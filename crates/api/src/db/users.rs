//! User query builders.

use sea_query::{Expr, Query, SqliteQueryBuilder};

use super::tables::Users;

pub type Built = (String, sea_query::Values);

/// Insert a user with an encoded password hash.
pub fn insert(username: &str, password_hash: &str) -> Built {
    Query::insert()
        .into_table(Users::Table)
        .columns([Users::Username, Users::Password])
        .values_panic([username.into(), password_hash.into()])
        .build(SqliteQueryBuilder)
}

/// Find user by username for login (returns id, username, password).
pub fn get_by_username(username: &str) -> Built {
    Query::select()
        .columns([Users::Id, Users::Username, Users::Password])
        .from(Users::Table)
        .and_where(Expr::col(Users::Username).eq(username))
        .build(SqliteQueryBuilder)
}
use axum::{
    Json,
    extract::{FromRef, FromRequestParts, State},
    http::{header::AUTHORIZATION, request::Parts},
};
use watcharr_api::{AuthRequest, AuthResponse, ServiceError, VerifyResponse, service};
use watcharr_core::{SessionClaims, TokenIssuer};

use crate::AppState;
use crate::error::ApiErr;

// ---------------------------------------------------------------------------
// Auth extractor
// ---------------------------------------------------------------------------

/// Claims of a valid session token from the `Authorization` header.
pub struct AuthUser(pub SessionClaims);

impl<S> FromRequestParts<S> for AuthUser
where
    S: Send + Sync,
    TokenIssuer: FromRef<S>,
{
    type Rejection = ApiErr;

    async fn from_request_parts(parts: &mut Parts, state: &S) -> Result<Self, Self::Rejection> {
        let issuer = TokenIssuer::from_ref(state);
        let header = parts
            .headers
            .get(AUTHORIZATION)
            .and_then(|v| v.to_str().ok());
        Ok(AuthUser(service::authenticate(&issuer, header)?))
    }
}

/// Run CPU-heavy auth work (Argon2) off the async executor.
async fn blocking<T, F>(work: F) -> Result<T, ApiErr>
where
    F: FnOnce() -> Result<T, ServiceError> + Send + 'static,
    T: Send + 'static,
{
    tokio::task::spawn_blocking(work)
        .await
        .map_err(ApiErr::from_db("auth task"))?
        .map_err(ApiErr::from)
}

// ---------------------------------------------------------------------------
// Register / login
// ---------------------------------------------------------------------------

/// POST /api/auth/register
pub async fn register(
    State(state): State<AppState>,
    Json(req): Json<AuthRequest>,
) -> Result<Json<AuthResponse>, ApiErr> {
    let AppState { db, hasher, issuer } = state;
    blocking(move || service::register(&db, &hasher, &issuer, &req))
        .await
        .map(Json)
}

/// POST /api/auth/login
pub async fn login(
    State(state): State<AppState>,
    Json(req): Json<AuthRequest>,
) -> Result<Json<AuthResponse>, ApiErr> {
    let AppState { db, hasher, issuer } = state;
    blocking(move || service::login(&db, &hasher, &issuer, &req))
        .await
        .map(Json)
}

// ---------------------------------------------------------------------------
// Verify
// ---------------------------------------------------------------------------

/// GET /api/auth/verify — echo the claims of the presented token.
pub async fn verify(AuthUser(claims): AuthUser) -> Json<VerifyResponse> {
    Json(claims.into())
}
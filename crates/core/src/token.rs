//! Stateless HS256 session tokens.
//!
//! Compact three-segment JWT serialization (`header.payload.signature`,
//! base64url without padding). The payload carries exactly the two
//! [`SessionClaims`]; there is no expiry claim, so a token stays valid for as
//! long as the signing key does.

use base64::{Engine, engine::general_purpose::URL_SAFE_NO_PAD};
use hmac::{Hmac, Mac};
use serde::{Deserialize, Serialize, de::DeserializeOwned};
use sha2::Sha256;

use crate::secret::SecretKey;

type HmacSha256 = Hmac<Sha256>;

const ALGORITHM: &str = "HS256";

/// JWT header (always HS256).
const JWT_HEADER: &str = r#"{"alg":"HS256","typ":"JWT"}"#;

/// Identity carried by a session token.
#[derive(Debug, Clone, PartialEq, Eq, Serialize, Deserialize)]
pub struct SessionClaims {
    #[serde(rename = "userId")]
    pub user_id: u64,
    pub username: String,
}

#[derive(Debug, Clone, PartialEq, Eq, thiserror::Error)]
pub enum TokenError {
    #[error("signing secret is missing or empty")]
    MissingSecret,
    #[error("failed to sign token: {0}")]
    Signing(String),
    #[error("malformed token: {0}")]
    Malformed(&'static str),
    #[error("unsupported token algorithm: {0:?}")]
    UnsupportedAlgorithm(String),
    #[error("token signature mismatch")]
    BadSignature,
}

#[derive(Debug, Clone, Copy, PartialEq, Eq)]
pub enum TokenErrorKind {
    Signing,
    Malformed,
    UnsupportedAlgorithm,
    BadSignature,
}

impl TokenError {
    pub fn kind(&self) -> TokenErrorKind {
        match self {
            Self::MissingSecret | Self::Signing(_) => TokenErrorKind::Signing,
            Self::Malformed(_) => TokenErrorKind::Malformed,
            Self::UnsupportedAlgorithm(_) => TokenErrorKind::UnsupportedAlgorithm,
            Self::BadSignature => TokenErrorKind::BadSignature,
        }
    }
}

#[derive(Deserialize)]
struct Header {
    alg: String,
}

/// Signs and verifies session tokens with one injected [`SecretKey`].
#[derive(Debug, Clone)]
pub struct TokenIssuer {
    secret: SecretKey,
}

impl TokenIssuer {
    pub fn new(secret: SecretKey) -> Self {
        Self { secret }
    }

    pub fn sign(&self, claims: &SessionClaims) -> Result<String, TokenError> {
        let header_b64 = URL_SAFE_NO_PAD.encode(JWT_HEADER.as_bytes());
        let payload =
            serde_json::to_vec(claims).map_err(|e| TokenError::Signing(e.to_string()))?;
        let payload_b64 = URL_SAFE_NO_PAD.encode(payload);

        let signing_input = format!("{header_b64}.{payload_b64}");
        let signature = self.mac(signing_input.as_bytes())?.finalize().into_bytes();
        let sig_b64 = URL_SAFE_NO_PAD.encode(signature);

        Ok(format!("{signing_input}.{sig_b64}"))
    }

    /// Check the signature and return the embedded claims.
    ///
    /// Only `HS256` is accepted; `none` and every other algorithm are rejected
    /// before the signature is looked at.
    pub fn verify(&self, token: &str) -> Result<SessionClaims, TokenError> {
        let mut parts = token.split('.');
        let (Some(header_b64), Some(payload_b64), Some(sig_b64), None) =
            (parts.next(), parts.next(), parts.next(), parts.next())
        else {
            return Err(TokenError::Malformed("expected three segments"));
        };

        let header: Header = decode_segment(header_b64, "invalid header")?;
        if header.alg != ALGORITHM {
            return Err(TokenError::UnsupportedAlgorithm(header.alg));
        }

        let signature = URL_SAFE_NO_PAD
            .decode(sig_b64)
            .map_err(|_| TokenError::Malformed("invalid signature encoding"))?;
        let signing_input = &token[..header_b64.len() + 1 + payload_b64.len()];
        self.mac(signing_input.as_bytes())?
            .verify_slice(&signature)
            .map_err(|_| TokenError::BadSignature)?;

        decode_segment(payload_b64, "invalid payload")
    }

    fn mac(&self, data: &[u8]) -> Result<HmacSha256, TokenError> {
        let mut mac = HmacSha256::new_from_slice(self.secret.expose())
            .map_err(|e| TokenError::Signing(e.to_string()))?;
        mac.update(data);
        Ok(mac)
    }
}

fn decode_segment<T: DeserializeOwned>(
    segment: &str,
    what: &'static str,
) -> Result<T, TokenError> {
    let bytes = URL_SAFE_NO_PAD
        .decode(segment)
        .map_err(|_| TokenError::Malformed(what))?;
    serde_json::from_slice(&bytes).map_err(|_| TokenError::Malformed(what))
}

• [Work item]: What is needed is an exact restatement of every record above.

• [Answer for the task]:
filename crates/api/src/db/users.rs
//! User query builders.

use sea_query::{Expr, Query, SqliteQueryBuilder};

use super::tables::Users;

pub type Built = (String, sea_query::Values);

/// Insert a user with an encoded password hash.
pub fn insert(username: &str, password_hash: &str) -> Built {
    Query::insert()
        .into_table(Users::Table)
        .columns([Users::Username, Users::Password])
        .values_panic([username.into(), password_hash.into()])
        .build(SqliteQueryBuilder)
}

/// Find user by username for login (returns id, username, password).
pub fn get_by_username(username: &str) -> Built {
    Query::select()
        .columns([Users::Id, Users::Username, Users::Password])
        .from(Users::Table)
        .and_where(Expr::col(Users::Username).eq(username))
        .build(SqliteQueryBuilder)
}
use axum::{
    Json,
    extract::{FromRef, FromRequestParts, State},
    http::{header::AUTHORIZATION, request::Parts},
};
use watcharr_api::{AuthRequest, AuthResponse, ServiceError, VerifyResponse, service};
use watcharr_core::{SessionClaims, TokenIssuer};

use crate::AppState;
use crate::error::ApiErr;

// ---------------------------------------------------------------------------
// Auth extractor
// ---------------------------------------------------------------------------

/// Claims of a valid session token from the `Authorization` header.
pub struct AuthUser(pub SessionClaims);

impl<S> FromRequestParts<S> for AuthUser
where
    S: Send + Sync,
    TokenIssuer: FromRef<S>,
{
    type Rejection = ApiErr;

    async fn from_request_parts(parts: &mut Parts, state: &S) -> Result<Self, Self::Rejection> {
        let issuer = TokenIssuer::from_ref(state);
        let header = parts
            .headers
            .get(AUTHORIZATION)
            .and_then(|v| v.to_str().ok());
        Ok(AuthUser(service::authenticate(&issuer, header)?))
    }
}

/// Run CPU-heavy auth work (Argon2) off the async executor.
async fn blocking<T, F>(work: F) -> Result<T, ApiErr>
where
    F: FnOnce() -> Result<T, ServiceError> + Send + 'static,
    T: Send + 'static,
{
    tokio::task::spawn_blocking(work)
        .await
        .map_err(ApiErr::from_db("auth task"))?
        .map_err(ApiErr::from)
}

// ---------------------------------------------------------------------------
// Register / login
// ---------------------------------------------------------------------------

/// POST /api/auth/register
pub async fn register(
    State(state): State<AppState>,
    Json(req): Json<AuthRequest>,
) -> Result<Json<AuthResponse>, ApiErr> {
    let AppState { db, hasher, issuer } = state;
    blocking(move || service::register(&db, &hasher, &issuer, &req))
        .await
        .map(Json)
}

/// POST /api/auth/login
pub async fn login(
    State(state): State<AppState>,
    Json(req): Json<AuthRequest>,
) -> Result<Json<AuthResponse>, ApiErr> {
    let AppState { db, hasher, issuer } = state;
    blocking(move || service::login(&db, &hasher, &issuer, &req))
        .await
        .map(Json)
}

// ---------------------------------------------------------------------------
// Verify
// ---------------------------------------------------------------------------

/// GET /api/auth/verify — echo the claims of the presented token.
pub async fn verify(AuthUser(claims): AuthUser) -> Json<VerifyResponse> {
    Json(claims.into())
}
filename crates/core/src/token.rs
//! Stateless HS256 session tokens.
//!
//! Compact three-segment JWT serialization (`header.payload.signature`,
//! base64url without padding). The payload carries exactly the two
//! [`SessionClaims`]; there is no expiry claim, so a token stays valid for as
//! long as the signing key does.

use base64::{Engine, engine::general_purpose::URL_SAFE_NO_PAD};
use hmac::{Hmac, Mac};
use serde::{Deserialize, Serialize, de::DeserializeOwned};
use sha2::Sha256;

use crate::secret::SecretKey;

type HmacSha256 = Hmac<Sha256>;

const ALGORITHM: &str = "HS256";

/// JWT header (always HS256).
const JWT_HEADER: &str = r#"{"alg":"HS256","typ":"JWT"}"#;

/// Identity carried by a session token.
#[derive(Debug, Clone, PartialEq, Eq, Serialize, Deserialize)]
pub struct SessionClaims {
    #[serde(rename = "userId")]
    pub user_id: u64,
    pub username: String,
}

#[derive(Debug, Clone, PartialEq, Eq, thiserror::Error)]
pub enum TokenError {
    #[error("signing secret is missing or empty")]
    MissingSecret,
    #[error("failed to sign token: {0}")]
    Signing(String),
    #[error("malformed token: {0}")]
    Malformed(&'static str),
    #[error("unsupported token algorithm: {0:?}")]
    UnsupportedAlgorithm(String),
    #[error("token signature mismatch")]
    BadSignature,
}

#[derive(Debug, Clone, Copy, PartialEq, Eq)]
pub enum TokenErrorKind {
    Signing,
    Malformed,
    UnsupportedAlgorithm,
    BadSignature,
}

impl TokenError {
    pub fn kind(&self) -> TokenErrorKind {
        match self {
            Self::MissingSecret | Self::Signing(_) => TokenErrorKind::Signing,
            Self::Malformed(_) => TokenErrorKind::Malformed,
            Self::UnsupportedAlgorithm(_) => TokenErrorKind::UnsupportedAlgorithm,
            Self::BadSignature => TokenErrorKind::BadSignature,
        }
    }
}

#[derive(Deserialize)]
struct Header {
    alg: String,
}

/// Signs and verifies session tokens with one injected [`SecretKey`].
#[derive(Debug, Clone)]
pub struct TokenIssuer {
    secret: SecretKey,
}

impl TokenIssuer {
    pub fn new(secret: SecretKey) -> Self {
        Self { secret }
    }

    pub fn sign(&self, claims: &SessionClaims) -> Result<String, TokenError> {
        let header_b64 = URL_SAFE_NO_PAD.encode(JWT_HEADER.as_bytes());
        let payload =
            serde_json::to_vec(claims).map_err(|e| TokenError::Signing(e.to_string()))?;
        let payload_b64 = URL_SAFE_NO_PAD.encode(payload);

        let signing_input = format!("{header_b64}.{payload_b64}");
        let signature = self.mac(signing_input.as_bytes())?.finalize().into_bytes();
        let sig_b64 = URL_SAFE_NO_PAD.encode(signature);

        Ok(format!("{signing_input}.{sig_b64}"))
    }

    /// Check the signature and return the embedded claims.
    ///
    /// Only `HS256` is accepted; `none` and every other algorithm are rejected
    /// before the signature is looked at.
    pub fn verify(&self, token: &str) -> Result<SessionClaims, TokenError> {
        let mut parts = token.split('.');
        let (Some(header_b64), Some(payload_b64), Some(sig_b64), None) =
            (parts.next(), parts.next(), parts.next(), parts.next())
        else {
            return Err(TokenError::Malformed("expected three segments"));
        };

        let header: Header = decode_segment(header_b64, "invalid header")?;
        if header.alg != ALGORITHM {
            return Err(TokenError::UnsupportedAlgorithm(header.alg));
        }

        let signature = URL_SAFE_NO_PAD
            .decode(sig_b64)
            .map_err(|_| TokenError::Malformed("invalid signature encoding"))?;
        let signing_input = &token[..header_b64.len() + 1 + payload_b64.len()];
        self.mac(signing_input.as_bytes())?
            .verify_slice(&signature)
            .map_err(|_| TokenError::BadSignature)?;

        decode_segment(payload_b64, "invalid payload")
    }

    fn mac(&self, data: &[u8]) -> Result<HmacSha256, TokenError> {
        let mut mac = HmacSha256::new_from_slice(self.secret.expose())
            .map_err(|e| TokenError::Signing(e.to_string()))?;
        mac.update(data);
        Ok(mac)
    }
}

fn decode_segment<T: DeserializeOwned>(
    segment: &str,
    what: &'static str,
) -> Result<T, TokenError> {
    let bytes = URL_SAFE_NO_PAD
        .decode(segment)
        .map_err(|_| TokenError::Malformed(what))?;
    serde_json::from_slice(&bytes).map_err(|_| TokenError::Malformed(what))
}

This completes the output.